选择 Base-64 编码的 X.509 (.CER) 证书 将其另存为 rootca.cer 或类似内容。将它放在与其他文件相同的文件夹中。

将它从 rootca.cer 重命名为 rootca.crt 现在我们的文件夹中应该有 3 个文件，我们可以从中创建一个 PFX 文件。

这就是我们需要 OpenSSL 的地方。我们可以在 Windows 上下载并安装它，或者只需在 OSX 上打开终端。

EDIT:

编辑：

1. There is a support link with step by step information on how to do install the certificate.

2. After successfully install, export the certificate, choose .pfxformat, include private key.

   Important Note:: To export the certificate in .pfx format you need to follow the steps on the same machine from which you have requested the certificate.

3. The imported file can be uploaded to server.

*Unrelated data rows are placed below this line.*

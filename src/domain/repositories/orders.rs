use anyhow::Result;
use async_trait::async_trait;
#[cfg(test)]
use mockall::automock;
use uuid::Uuid;

use crate::domain::{
    entities::orders::{InsertOrderEntity, OrderEntity},
    value_objects::enums::order_statuses::OrderStatus,
};

#[cfg_attr(test, automock)]
#[async_trait]
pub trait OrderRepository {
    async fn insert(&self, order: InsertOrderEntity) -> Result<Uuid>;
    async fn find_by_id(&self, order_id: Uuid) -> Result<Option<OrderEntity>>;
    async fn list(
        &self,
        user_id: Option<Uuid>,
        limit: i64,
        skip: i64,
    ) -> Result<Vec<OrderEntity>>;
    async fn set_gateway_invoice_id(&self, order_id: Uuid, invoice_id: String) -> Result<()>;
    /// Overwrites the order status and bumps `updated_at`. Returns the number
    /// of matched rows; an unknown id is a no-op, not an error.
    async fn update_status(&self, order_id: Uuid, status: OrderStatus) -> Result<usize>;
}
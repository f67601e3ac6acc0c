use std::{
    collections::HashMap,
    sync::{Arc, Mutex},
};

use anyhow::Result;
use async_trait::async_trait;
use chrono::Utc;
use uuid::Uuid;

use super::*;
use crate::{
    application::usecases::payment_webhook::PaymentWebhookUseCase,
    domain::{
        entities::{
            cart_items::{CartItemEntity, InsertCartItemEntity},
            orders::OrderEntity,
            payment_transactions::PaymentTransactionEntity,
            products::{InsertProductEntity, ProductEntity},
        },
        repositories::{
            carts::MockCartRepository, orders::MockOrderRepository,
            payment_transactions::MockPaymentTransactionRepository,
            products::MockProductRepository,
        },
        value_objects::products::ListProductsFilter,
    },
};

fn cart_line(owner: &CartOwner, product_id: Uuid, quantity: i32, price: i64) -> CartItemEntity {
    let (user_id, session_id) = match owner {
        CartOwner::User(user_id) => (Some(*user_id), None),
        CartOwner::Session(session_id) => (None, Some(session_id.clone())),
    };

    CartItemEntity {
        id: Uuid::new_v4(),
        user_id,
        session_id,
        product_id,
        quantity,
        price,
        created_at: Utc::now(),
    }
}

fn product(id: Uuid, name: &str, price: i64) -> ProductEntity {
    ProductEntity {
        id,
        name: name.to_string(),
        description: String::new(),
        price,
        stock: 1000,
        category: "package".to_string(),
        images: serde_json::json!([]),
        created_at: Utc::now(),
        updated_at: Utc::now(),
    }
}

fn test_invoice() -> CreatedInvoice {
    CreatedInvoice {
        id: "inv_test_1".to_string(),
        invoice_url: "https://invoice.test/inv_test_1".to_string(),
    }
}

#[tokio::test]
async fn checkout_totals_matched_lines_and_clears_the_cart() {
    let owner = CartOwner::Session("sess-1".to_string());
    let product_a = Uuid::new_v4();
    let product_b = Uuid::new_v4();
    let order_id = Uuid::new_v4();

    let mut carts = MockCartRepository::new();
    let lines = vec![
        cart_line(&owner, product_a, 2, 50),
        cart_line(&owner, product_b, 1, 30),
    ];
    carts
        .expect_find_by_owner()
        .times(1)
        .returning(move |_| Ok(lines.clone()));
    let expected_owner = owner.clone();
    carts
        .expect_clear_owner()
        .withf(move |owner| *owner == expected_owner)
        .times(1)
        .returning(|_| Ok(2));

    let mut products = MockProductRepository::new();
    products
        .expect_find_by_id()
        .returning(move |id| Ok(Some(product(id, "Basic Package", 50))));

    let mut orders = MockOrderRepository::new();
    orders
        .expect_insert()
        .withf(|order| {
            order.total_amount == 130
                && order.status == "pending"
                && order.payment_method == "CREDIT_CARD"
                && order.user_id.is_none()
        })
        .times(1)
        .returning(move |_| Ok(order_id));
    orders
        .expect_set_gateway_invoice_id()
        .withf(move |id, invoice_id| *id == order_id && invoice_id == "inv_test_1")
        .times(1)
        .returning(|_, _| Ok(()));

    let mut transactions = MockPaymentTransactionRepository::new();
    transactions
        .expect_insert()
        .withf(move |tx| {
            tx.order_id == order_id
                && tx.amount == 130
                && tx.currency == "IDR"
                && tx.status == "pending"
                && tx.gateway_invoice_id.as_deref() == Some("inv_test_1")
        })
        .times(1)
        .returning(|_| Ok(Uuid::new_v4()));

    let mut gateway = MockPaymentGateway::new();
    gateway
        .expect_create_invoice()
        .withf(move |external_id, amount, payer_email, _, currency, _| {
            external_id == format!("order_{order_id}")
                && *amount == 130
                && payer_email == "a@b.com"
                && currency == "IDR"
        })
        .times(1)
        .returning(|_, _, _, _, _, _| Ok(test_invoice()));

    let usecase = CheckoutUseCase::new(
        Arc::new(carts),
        Arc::new(products),
        Arc::new(orders),
        Arc::new(transactions),
        Arc::new(gateway),
    );

    let response = usecase
        .checkout(owner, "a@b.com".to_string(), PaymentMethod::CreditCard)
        .await
        .expect("checkout should succeed");

    assert_eq!(response.order_id, order_id);
    assert_eq!(response.total_amount, 130);
    assert_eq!(response.payment_url, "https://invoice.test/inv_test_1");
}

#[tokio::test]
async fn empty_cart_is_rejected_before_any_order_exists() {
    let mut carts = MockCartRepository::new();
    carts.expect_find_by_owner().returning(|_| Ok(Vec::new()));
    carts.expect_clear_owner().never();

    let mut orders = MockOrderRepository::new();
    orders.expect_insert().never();

    let mut gateway = MockPaymentGateway::new();
    gateway.expect_create_invoice().never();

    let usecase = CheckoutUseCase::new(
        Arc::new(carts),
        Arc::new(MockProductRepository::new()),
        Arc::new(orders),
        Arc::new(MockPaymentTransactionRepository::new()),
        Arc::new(gateway),
    );

    let result = usecase
        .checkout(
            CartOwner::Session("sess-1".to_string()),
            "a@b.com".to_string(),
            PaymentMethod::CreditCard,
        )
        .await;

    assert!(matches!(result, Err(CheckoutError::EmptyCart)));
}

#[tokio::test]
async fn gateway_failure_keeps_pending_order_and_cart() {
    let owner = CartOwner::User(Uuid::new_v4());
    let product_id = Uuid::new_v4();
    let order_id = Uuid::new_v4();

    let mut carts = MockCartRepository::new();
    let lines = vec![cart_line(&owner, product_id, 1, 75)];
    carts
        .expect_find_by_owner()
        .returning(move |_| Ok(lines.clone()));
    carts.expect_clear_owner().never();

    let mut products = MockProductRepository::new();
    products
        .expect_find_by_id()
        .returning(move |id| Ok(Some(product(id, "Pro Package", 75))));

    let mut orders = MockOrderRepository::new();
    orders
        .expect_insert()
        .withf(|order| order.status == "pending" && order.total_amount == 75)
        .times(1)
        .returning(move |_| Ok(order_id));
    orders.expect_set_gateway_invoice_id().never();

    let mut transactions = MockPaymentTransactionRepository::new();
    transactions.expect_insert().never();

    let mut gateway = MockPaymentGateway::new();
    gateway
        .expect_create_invoice()
        .times(1)
        .returning(|_, _, _, _, _, _| Err(anyhow::anyhow!("503 from gateway")));

    let usecase = CheckoutUseCase::new(
        Arc::new(carts),
        Arc::new(products),
        Arc::new(orders),
        Arc::new(transactions),
        Arc::new(gateway),
    );

    let result = usecase
        .checkout(owner, "a@b.com".to_string(), PaymentMethod::Qris)
        .await;

    assert!(matches!(result, Err(CheckoutError::PaymentCreation(_))));
}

1. 有一个支持链接，其中包含有关如何安装证书的分步信息。

2. 安装成功后，导出证书，选择.pfx格式，包含私钥。

   重要说明：：要以 .pfx 格式导出证书，您需要在请求证书的同一台机器上执行以下步骤。

3. 导入的文件可以上传到服务器。

This is BY FAR the easiest way to convert *.cer to *.pfx files:

这是迄今为止将 *.cer 转换为 *.pfx 文件的最简单方法：

Just download the portable certificate converter from DigiCert: https://www.digicert.com/util/pfx-certificate-management-utility-import-export-instructions.htm

只需从 DigiCert 下载便携式证书转换器：https: //www.digicert.com/util/pfx-certificate-management-utility-import-export-instructions.htm

Execute it, select a file and get your *.pfx!!

执行它，选择一个文件并得到你的 *.pfx ！！

When you say the certificate is available in MMC, is it available under "Current User" or "Local Computer"? I've found that I can only export the private key if it is under Local Computer.

当您说证书在 MMC 中可用时，它在“当前用户”或“本地计算机”下可用吗？我发现只有在本地计算机下才能导出私钥。

You can add the snap in for Certificates to MMC and choose which account it should manage certificates for. Choose Local Computer. If your certificate is not there, import it by right clicking the store and choosing All Tasks > Import.

您可以将证书的管理单元添加到 MMC 并选择它应该为其管理证书的帐户。选择本地计算机。如果您的证书不在那里，请通过右键单击商店并选择所有任务 > 导入来导入它。

Now navigate to your imported certificate under the Local Computer version of the certificate snap in. Right click the certificate and choose All Tasks > Export. The second page of the export wizard should ask if you want to export the private key. Select Yes. The PFX option will now be the only one available (it is grayed out if you select no and the option to export the private key isn't available under the Current User account).

现在导航到证书管理单元的本地计算机版本下的导入证书。右键单击证书并选择所有任务 > 导出。导出向导的第二页应询问您是否要导出私钥。选择是。PFX 选项现在将是唯一可用的选项（如果您选择 no 并且导出私钥的选项在当前用户帐户下不可用，则它会变灰）。

You'll be asked to set a password for the PFX file and then to set the certificate name.

系统会要求您为 PFX 文件设置密码，然后设置证书名称。